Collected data
********************
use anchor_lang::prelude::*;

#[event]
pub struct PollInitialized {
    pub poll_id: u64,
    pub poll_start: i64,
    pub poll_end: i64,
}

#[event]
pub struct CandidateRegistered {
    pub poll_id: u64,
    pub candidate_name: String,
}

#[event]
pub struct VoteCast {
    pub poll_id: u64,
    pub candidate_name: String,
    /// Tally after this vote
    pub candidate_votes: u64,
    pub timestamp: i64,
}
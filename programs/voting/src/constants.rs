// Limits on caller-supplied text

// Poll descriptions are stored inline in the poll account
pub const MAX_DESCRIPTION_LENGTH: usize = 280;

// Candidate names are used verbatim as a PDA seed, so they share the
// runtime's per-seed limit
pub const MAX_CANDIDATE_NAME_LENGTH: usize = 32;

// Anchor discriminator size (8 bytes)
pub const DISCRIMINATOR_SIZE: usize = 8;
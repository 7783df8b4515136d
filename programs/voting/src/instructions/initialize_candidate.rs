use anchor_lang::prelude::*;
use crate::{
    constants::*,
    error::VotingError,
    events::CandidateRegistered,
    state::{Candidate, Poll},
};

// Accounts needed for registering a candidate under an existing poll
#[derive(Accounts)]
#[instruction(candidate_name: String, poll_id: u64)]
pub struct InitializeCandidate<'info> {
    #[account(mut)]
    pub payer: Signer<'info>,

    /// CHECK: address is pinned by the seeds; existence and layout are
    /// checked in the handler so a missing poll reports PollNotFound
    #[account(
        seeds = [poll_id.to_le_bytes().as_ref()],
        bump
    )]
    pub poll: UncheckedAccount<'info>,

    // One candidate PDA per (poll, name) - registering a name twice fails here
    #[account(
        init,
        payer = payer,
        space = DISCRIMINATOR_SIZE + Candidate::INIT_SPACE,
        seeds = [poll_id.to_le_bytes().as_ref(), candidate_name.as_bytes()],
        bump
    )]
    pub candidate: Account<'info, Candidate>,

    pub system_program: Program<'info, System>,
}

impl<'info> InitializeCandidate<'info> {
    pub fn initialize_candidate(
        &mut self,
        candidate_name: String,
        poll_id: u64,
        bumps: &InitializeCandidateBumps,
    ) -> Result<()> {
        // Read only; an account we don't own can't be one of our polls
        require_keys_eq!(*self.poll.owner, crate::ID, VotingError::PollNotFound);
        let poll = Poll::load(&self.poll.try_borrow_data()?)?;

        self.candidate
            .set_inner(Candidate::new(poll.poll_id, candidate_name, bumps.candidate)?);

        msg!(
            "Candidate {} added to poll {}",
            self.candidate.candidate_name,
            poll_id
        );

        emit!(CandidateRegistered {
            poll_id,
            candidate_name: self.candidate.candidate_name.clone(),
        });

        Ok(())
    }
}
********************
**What the task requires**
In full and without error, restate the data.

**Task response**
use anchor_lang::prelude::*;

#[event]
pub struct PollInitialized {
    pub poll_id: u64,
    pub poll_start: i64,
    pub poll_end: i64,
}

#[event]
pub struct CandidateRegistered {
    pub poll_id: u64,
    pub candidate_name: String,
}

#[event]
pub struct VoteCast {
    pub poll_id: u64,
    pub candidate_name: String,
    /// Tally after this vote
    pub candidate_votes: u64,
    pub timestamp: i64,
}
filename programs/voting/src/constants.rs
// Limits on caller-supplied text

// Poll descriptions are stored inline in the poll account
pub const MAX_DESCRIPTION_LENGTH: usize = 280;

// Candidate names are used verbatim as a PDA seed, so they share the
// runtime's per-seed limit
pub const MAX_CANDIDATE_NAME_LENGTH: usize = 32;

// Anchor discriminator size (8 bytes)
pub const DISCRIMINATOR_SIZE: usize = 8;
repository 7783df8b4515136d
filename programs/voting/src/instructions/initialize_candidate.rs
use anchor_lang::prelude::*;
use crate::{
    constants::*,
    error::VotingError,
    events::CandidateRegistered,
    state::{Candidate, Poll},
};

// Accounts needed for registering a candidate under an existing poll
#[derive(Accounts)]
#[instruction(candidate_name: String, poll_id: u64)]
pub struct InitializeCandidate<'info> {
    #[account(mut)]
    pub payer: Signer<'info>,

    /// CHECK: address is pinned by the seeds; existence and layout are
    /// checked in the handler so a missing poll reports PollNotFound
    #[account(
        seeds = [poll_id.to_le_bytes().as_ref()],
        bump
    )]
    pub poll: UncheckedAccount<'info>,

    // One candidate PDA per (poll, name) - registering a name twice fails here
    #[account(
        init,
        payer = payer,
        space = DISCRIMINATOR_SIZE + Candidate::INIT_SPACE,
        seeds = [poll_id.to_le_bytes().as_ref(), candidate_name.as_bytes()],
        bump
    )]
    pub candidate: Account<'info, Candidate>,

    pub system_program: Program<'info, System>,
}

impl<'info> InitializeCandidate<'info> {
    pub fn initialize_candidate(
        &mut self,
        candidate_name: String,
        poll_id: u64,
        bumps: &InitializeCandidateBumps,
    ) -> Result<()> {
        // Read only; an account we don't own can't be one of our polls
        require_keys_eq!(*self.poll.owner, crate::ID, VotingError::PollNotFound);
        let poll = Poll::load(&self.poll.try_borrow_data()?)?;

        self.candidate
            .set_inner(Candidate::new(poll.poll_id, candidate_name, bumps.candidate)?);

        msg!(
            "Candidate {} added to poll {}",
            self.candidate.candidate_name,
            poll_id
        );

        emit!(CandidateRegistered {
            poll_id,
            candidate_name: self.candidate.candidate_name.clone(),
        });

        Ok(())
    }
}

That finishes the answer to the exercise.